Dari hasil kegiatan Satgas PKG, perkebunan sawit yang berhasil disita mencapai 317 ribu hektare periode 24 Februari-18 Maret 2025. Satgas PKH melaksanakan operasi serentak di 19 provinsi, mulai Sumatra, Kalimantanm hingga Papua. Selanjutnya sawit sitaan tersebut akan dikelola secara permanen oleh PT Agrinas Palma Nusantara yang telah mendapatkan izin dari pemerintah.
Kementerian Keuangan menyuntikan Penyertaan Modal Negara (PMN) senilai Rp 8 triliun untuk tiga BUMN karya yang telah merger menjadi Agrinas atau Agro Industri Nasional, termasuk kepada PT Agrinas Palma Nusantara yang menangani perkebunan sawit. Menurut Eugenia, pemerintah seharusnya lebih melakukan pendekatan yang lebih manusiawi alias tidak asal merampas lahan sawit.
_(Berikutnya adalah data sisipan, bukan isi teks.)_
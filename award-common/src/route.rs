///! Route keys for grouping prior requests and awards
use chrono::NaiveDate;
use serde::{Deserialize, Serialize};

use crate::query::Query;

/// Grouping key for one directional leg on one date. The engine, cabin and
/// partners dimensions are fixed by the `Storage::find` call that produced
/// the map, so they are not repeated here.
#[derive(Debug, Clone, PartialEq, Eq, Hash, Serialize, Deserialize)]
pub struct RouteKey {
    pub from_city: String,
    pub to_city: String,
    pub date: NaiveDate,
}

impl RouteKey {
    /// Key for the query's outbound leg.
    pub fn outbound(query: &Query) -> Self {
        Self {
            from_city: query.from_city.clone(),
            to_city: query.to_city.clone(),
            date: query.depart_date,
        }
    }

    /// Key for the query's inbound leg, when the query is a round trip.
    pub fn inbound(query: &Query) -> Option<Self> {
        query.return_date.map(|date| Self {
            from_city: query.to_city.clone(),
            to_city: query.from_city.clone(),
            date,
        })
    }
}
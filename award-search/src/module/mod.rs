///! Search pipeline modules
///!
///! Data flow: validated search parameters -> `planner` (ordered query
///! list) -> `search` controller loop (redundancy check, engine search,
///! `parser` normalization and deduplication, storage).

pub mod parser;
pub mod planner;
pub mod search;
Misalnya, ada perusahaan sawit yang belum bayar pajak atau pajaknya kurang, pemerintah bisa membicarakannya dengan para pengusaha untuk melunasinya. Pasalnya, mengelola kebun kelapa sawit membutuhkan keahlian khusus. "Jangan semena-mena dirampas begitu saja. Memangnya pemerintah bisa mengelola semuanya? Sawit itu kan harus dipelihara, itu kan makluk hidup," ucap Eugenia.